Dataset entries:

-=-=-=-=-

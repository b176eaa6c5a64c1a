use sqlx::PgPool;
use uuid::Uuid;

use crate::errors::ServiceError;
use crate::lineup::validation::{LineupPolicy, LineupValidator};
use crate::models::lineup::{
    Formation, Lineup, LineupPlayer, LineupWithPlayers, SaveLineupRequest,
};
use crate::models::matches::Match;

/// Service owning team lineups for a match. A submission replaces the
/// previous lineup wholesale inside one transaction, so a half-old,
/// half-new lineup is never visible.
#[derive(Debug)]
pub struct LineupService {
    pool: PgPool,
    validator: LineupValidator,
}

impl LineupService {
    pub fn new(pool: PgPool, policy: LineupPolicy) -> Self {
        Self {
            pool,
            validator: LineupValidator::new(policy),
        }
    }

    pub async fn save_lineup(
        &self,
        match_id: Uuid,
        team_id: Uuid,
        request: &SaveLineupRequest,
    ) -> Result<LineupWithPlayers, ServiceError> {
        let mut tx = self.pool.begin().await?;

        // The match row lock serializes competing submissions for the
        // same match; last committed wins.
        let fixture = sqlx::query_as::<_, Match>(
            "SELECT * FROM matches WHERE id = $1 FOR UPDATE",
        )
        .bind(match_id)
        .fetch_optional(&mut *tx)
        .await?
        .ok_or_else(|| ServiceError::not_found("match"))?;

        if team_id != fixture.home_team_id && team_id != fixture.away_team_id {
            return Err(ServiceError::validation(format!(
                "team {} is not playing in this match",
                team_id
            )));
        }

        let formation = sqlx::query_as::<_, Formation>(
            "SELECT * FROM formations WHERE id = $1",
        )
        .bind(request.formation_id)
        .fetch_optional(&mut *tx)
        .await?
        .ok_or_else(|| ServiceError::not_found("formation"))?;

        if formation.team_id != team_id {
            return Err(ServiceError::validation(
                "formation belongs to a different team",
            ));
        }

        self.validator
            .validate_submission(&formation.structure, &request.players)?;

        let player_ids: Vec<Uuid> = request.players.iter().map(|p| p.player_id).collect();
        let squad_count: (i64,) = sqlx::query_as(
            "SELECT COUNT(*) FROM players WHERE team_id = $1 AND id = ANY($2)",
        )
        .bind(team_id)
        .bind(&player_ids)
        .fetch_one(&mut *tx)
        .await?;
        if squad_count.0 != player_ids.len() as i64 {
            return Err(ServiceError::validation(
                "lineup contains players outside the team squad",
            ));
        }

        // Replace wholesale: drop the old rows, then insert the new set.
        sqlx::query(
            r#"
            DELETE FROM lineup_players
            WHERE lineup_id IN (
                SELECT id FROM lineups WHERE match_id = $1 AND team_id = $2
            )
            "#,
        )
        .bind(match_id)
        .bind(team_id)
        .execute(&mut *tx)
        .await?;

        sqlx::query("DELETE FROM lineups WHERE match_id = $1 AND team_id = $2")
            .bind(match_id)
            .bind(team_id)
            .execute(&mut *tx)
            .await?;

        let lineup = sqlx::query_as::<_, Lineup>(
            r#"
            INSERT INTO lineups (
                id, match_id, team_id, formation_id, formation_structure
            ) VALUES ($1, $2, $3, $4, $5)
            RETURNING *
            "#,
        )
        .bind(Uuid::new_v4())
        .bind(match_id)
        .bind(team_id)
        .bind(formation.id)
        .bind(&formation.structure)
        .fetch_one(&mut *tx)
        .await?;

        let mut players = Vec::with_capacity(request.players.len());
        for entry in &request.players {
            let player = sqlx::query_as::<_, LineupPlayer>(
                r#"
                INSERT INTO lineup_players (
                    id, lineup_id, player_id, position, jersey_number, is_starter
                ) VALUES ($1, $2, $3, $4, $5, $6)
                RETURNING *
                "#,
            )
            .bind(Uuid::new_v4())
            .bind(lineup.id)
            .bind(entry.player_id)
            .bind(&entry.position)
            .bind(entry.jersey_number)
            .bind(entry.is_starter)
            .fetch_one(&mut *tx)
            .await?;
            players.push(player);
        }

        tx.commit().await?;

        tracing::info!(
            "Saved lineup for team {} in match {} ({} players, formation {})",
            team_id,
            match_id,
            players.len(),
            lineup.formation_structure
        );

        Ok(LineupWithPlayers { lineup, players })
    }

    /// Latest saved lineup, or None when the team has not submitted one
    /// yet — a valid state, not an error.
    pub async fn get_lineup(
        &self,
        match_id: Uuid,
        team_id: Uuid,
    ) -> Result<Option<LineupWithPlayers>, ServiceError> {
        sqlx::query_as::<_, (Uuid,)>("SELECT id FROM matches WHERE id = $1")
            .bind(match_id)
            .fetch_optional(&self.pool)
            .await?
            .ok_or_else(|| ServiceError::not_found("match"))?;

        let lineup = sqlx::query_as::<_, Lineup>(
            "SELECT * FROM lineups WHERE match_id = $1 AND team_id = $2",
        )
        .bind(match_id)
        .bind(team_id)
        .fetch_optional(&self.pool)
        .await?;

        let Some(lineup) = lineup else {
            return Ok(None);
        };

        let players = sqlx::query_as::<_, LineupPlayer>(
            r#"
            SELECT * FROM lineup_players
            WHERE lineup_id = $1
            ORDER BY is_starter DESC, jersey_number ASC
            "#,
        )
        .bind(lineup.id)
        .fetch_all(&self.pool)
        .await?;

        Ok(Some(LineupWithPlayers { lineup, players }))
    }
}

-=-=-=-=-

§ Exercise objective
Retype exactly the lines above, from the one with "id = $1 FOR" through the one with "self.validator", inclusive.

§ Response
            "SELECT * FROM matches WHERE id = $1 FOR UPDATE",
        )
        .bind(match_id)
        .fetch_optional(&mut *tx)
        .await?
        .ok_or_else(|| ServiceError::not_found("match"))?;

        if team_id != fixture.home_team_id && team_id != fixture.away_team_id {
            return Err(ServiceError::validation(format!(
                "team {} is not playing in this match",
                team_id
            )));
        }

        let formation = sqlx::query_as::<_, Formation>(
            "SELECT * FROM formations WHERE id = $1",
        )
        .bind(request.formation_id)
        .fetch_optional(&mut *tx)
        .await?
        .ok_or_else(|| ServiceError::not_found("formation"))?;

        if formation.team_id != team_id {
            return Err(ServiceError::validation(
                "formation belongs to a different team",
            ));
        }

        self.validator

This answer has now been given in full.